Santa Maria delle Carceri has a Greek-cross plan. Its crossing is spanned by a dome on pendentives, and its equilateral arms contain a vestibule at the main entrance, an altar chapel at the other end, and recesses on the sides.
In using simple forms and restrained decoration, Santa Maria delle Carceri embodies greater simplicity and symmetry than earlier centrally planned structures.
The proportions have been calculated to reflect whole-number ratios, especially 1:1, 1:2, and 1:4.
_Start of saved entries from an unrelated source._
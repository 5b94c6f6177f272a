//! Runtime configuration
//!
//! Loaded once at start-up from a YAML file. Key names follow the
//! `security.restrictions.*` / `security.registration.*` layout used by the
//! instance's admin documentation, so existing config files keep working.

use serde::{Deserialize, Deserializer};
use std::path::{Path, PathBuf};
use std::time::Duration;

use crate::prelude::*;

pub const DEFAULT_CONFIG_PATH: &str = "./config.yaml";

/// Upper bound for outbound peer calls. Must stay well below the inbox claim timeout.
pub const MAX_PEER_TIMEOUT_SECS: u64 = 120;

/// How clients reach the server
#[derive(Debug, Clone, Copy, Default, PartialEq, Eq, Deserialize)]
#[serde(rename_all = "lowercase")]
pub enum ServerMode {
	/// Direct connections, the socket peer is the client
	#[default]
	Standalone,
	/// Behind a reverse proxy that sets `X-Forwarded-For`
	Proxy,
}

#[derive(Debug, Clone, Deserialize)]
#[serde(default)]
pub struct Config {
	pub listen: Box<str>,
	pub mode: ServerMode,
	pub db_dir: PathBuf,
	pub security: SecurityConfig,
	pub peer: PeerConfig,
}

impl Default for Config {
	fn default() -> Self {
		Self {
			listen: "127.0.0.1:8080".into(),
			mode: ServerMode::Standalone,
			db_dir: PathBuf::from("./data"),
			security: SecurityConfig::default(),
			peer: PeerConfig::default(),
		}
	}
}

#[derive(Debug, Clone, Default, Deserialize)]
#[serde(default)]
pub struct SecurityConfig {
	pub restrictions: RestrictionsConfig,
	pub registration: RegistrationConfig,
}

#[derive(Debug, Clone, Default, Deserialize)]
#[serde(default)]
pub struct RestrictionsConfig {
	/// Hosts bookmarks may point to. Empty means unrestricted.
	#[serde(deserialize_with = "deserialize_domain_list")]
	pub allowed_bookmark_domains: Vec<Box<str>>,
}

#[derive(Debug, Clone, Default, Deserialize)]
#[serde(default)]
pub struct RegistrationConfig {
	#[serde(rename = "self-registration")]
	pub self_registration: bool,
	#[serde(rename = "floodProtection")]
	pub flood_protection: bool,
}

#[derive(Debug, Clone, Deserialize)]
#[serde(default)]
pub struct PeerConfig {
	/// Capped at `MAX_PEER_TIMEOUT_SECS`
	pub timeout_secs: u64,
}

impl Default for PeerConfig {
	fn default() -> Self {
		Self { timeout_secs: 10 }
	}
}

impl PeerConfig {
	pub fn timeout(&self) -> Duration {
		Duration::from_secs(self.timeout_secs.clamp(1, MAX_PEER_TIMEOUT_SECS))
	}
}

/// Split a comma-separated host list, trimming blanks
pub fn parse_domain_list(s: &str) -> Vec<Box<str>> {
	s.split(',').map(str::trim).filter(|d| !d.is_empty()).map(Box::from).collect()
}

fn deserialize_domain_list<'de, D>(deserializer: D) -> Result<Vec<Box<str>>, D::Error>
where
	D: Deserializer<'de>,
{
	#[derive(Deserialize)]
	#[serde(untagged)]
	enum Repr {
		Csv(String),
		List(Vec<String>),
	}

	Ok(match Option::<Repr>::deserialize(deserializer)? {
		None => Vec::new(),
		Some(Repr::Csv(s)) => parse_domain_list(&s),
		Some(Repr::List(list)) => {
			list.iter().map(|d| d.trim()).filter(|d| !d.is_empty()).map(Box::from).collect()
		}
	})
}

impl Config {
	pub fn from_yaml(yaml: &str) -> ClResult<Self> {
		serde_yaml::from_str(yaml).map_err(|e| Error::ConfigError(format!("invalid config: {}", e)))
	}

	/// Load config from `path`. A missing file yields the defaults.
	pub fn load(path: impl AsRef<Path>) -> ClResult<Self> {
		let path = path.as_ref();
		match std::fs::read_to_string(path) {
			Ok(yaml) => {
				info!("Loading config from {}", path.display());
				Self::from_yaml(&yaml)
			}
			Err(err) if err.kind() == std::io::ErrorKind::NotFound => {
				warn!("Config file {} not found, using defaults", path.display());
				Ok(Self::default())
			}
			Err(err) => Err(Error::Io(err)),
		}
	}

	/// Load from `CEREBRATE_CONFIG` (or the default path) and apply env overrides
	pub fn from_env() -> ClResult<Self> {
		let path = std::env::var("CEREBRATE_CONFIG").unwrap_or_else(|_| DEFAULT_CONFIG_PATH.into());
		let mut config = Self::load(path)?;
		if config.peer.timeout_secs > MAX_PEER_TIMEOUT_SECS {
			warn!(
				"peer.timeout_secs {} exceeds the maximum, using {}",
				config.peer.timeout_secs, MAX_PEER_TIMEOUT_SECS
			);
		}
		if let Ok(listen) = std::env::var("LISTEN") {
			config.listen = listen.into();
		}
		if let Ok(db_dir) = std::env::var("DB_DIR") {
			config.db_dir = PathBuf::from(db_dir);
		}
		Ok(config)
	}
}

#[cfg(test)]
mod tests {
	use super::*;

	#[test]
	fn test_parse_domain_list() {
		let domains = parse_domain_list(" example.com, intranet.local ,,");
		assert_eq!(domains, vec![Box::from("example.com"), Box::from("intranet.local")]);
		assert!(parse_domain_list("").is_empty());
	}

	#[test]
	fn test_config_from_yaml() {
		let config = Config::from_yaml(
			"listen: 0.0.0.0:80
security:
  restrictions:
    allowed_bookmark_domains: \"example.com, a.org\"
  registration:
    self-registration: true
    floodProtection: true
peer:
  timeout_secs: 3
",
		)
		.unwrap();
		assert_eq!(config.listen.as_ref(), "0.0.0.0:80");
		assert_eq!(config.security.restrictions.allowed_bookmark_domains.len(), 2);
		assert!(config.security.registration.self_registration);
		assert!(config.security.registration.flood_protection);
		assert_eq!(config.peer.timeout(), Duration::from_secs(3));
	}

	#[test]
	fn test_config_defaults() {
		let config = Config::from_yaml("{}").unwrap();
		assert!(config.security.restrictions.allowed_bookmark_domains.is_empty());
		assert!(!config.security.registration.self_registration);
		assert_eq!(config.peer.timeout_secs, 10);
		assert_eq!(config.mode, ServerMode::Standalone);
	}

	#[test]
	fn test_peer_timeout_is_capped() {
		let config = Config::from_yaml("peer:\n  timeout_secs: 100000\n").unwrap();
		assert_eq!(config.peer.timeout(), Duration::from_secs(MAX_PEER_TIMEOUT_SECS));

		let config = Config::from_yaml("peer:\n  timeout_secs: 0\n").unwrap();
		assert_eq!(config.peer.timeout(), Duration::from_secs(1));
	}

	#[test]
	fn test_proxy_mode() {
		let config = Config::from_yaml("mode: proxy\n").unwrap();
		assert_eq!(config.mode, ServerMode::Proxy);
		assert!(Config::from_yaml("mode: sideways\n").is_err());
	}

	#[test]
	fn test_domain_list_accepts_sequence() {
		let config = Config::from_yaml(
			"security:
  restrictions:
    allowed_bookmark_domains: [\"example.com\", \" \"]
",
		)
		.unwrap();
		assert_eq!(config.security.restrictions.allowed_bookmark_domains.len(), 1);
	}
}

// vim: ts=4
|=||Arm width to arm depth (2:1). The width of the arms is twice their depth.|
|=||Arm width to building span (1:2). The width of the arms is half the span of the building.|
|=||Arm depth to building span (1:4). The depth of the arms is one quarter the span of the building.|
|=||Arm width to entablature height (1:1). The width of the arms equals their height at the top of the entablature, from which the ceiling vaults spring.|
|=||Axial span to transverse span to height at dome base (1:1:1). If the corners were filled in to form a square plan and the height was made level with the roof just below the dome, the resulting shape would be cubical.|
A number of features of Santa Maria delle Carceri's design conform with Alberti's recommendations on church design.
Santa Maria delle Carceri was similar to San Sebastiano in having a Greek-cross plan.
San Sebastiano differed from Santa Maria delle Carceri in having arms that terminate in apses instead of being straight. Its original design, which was not followed after Alberti's death, also differs in having features that compromise its bi-axial symmetry such as the stairs and a vestibule at the entrance end.
|=||Upper tiers. On their exteriors, the upper tiers of both buildings have cylindrical colonnaded lanterns on top of conical roofs that rest on cylindrical oculi-pierced drums. On their interiors, both have sectional domes with radiating ribs.|
|=||Middle tiers. On their middle tiers, both structures consist of pendentives decorated with glazed terracotta tondi.|
|=||Lower tiers. On their lower tiers, the walls of both interiors are ornamented by pilasters carrying an entablature. Both also use pilasters at right angles to trim outside corners, which creates the appearance of embedded pillars.|
Despite these striking similarities between Santa Maria delle Carceri and the Pazzi Chapel, they differ in several ways.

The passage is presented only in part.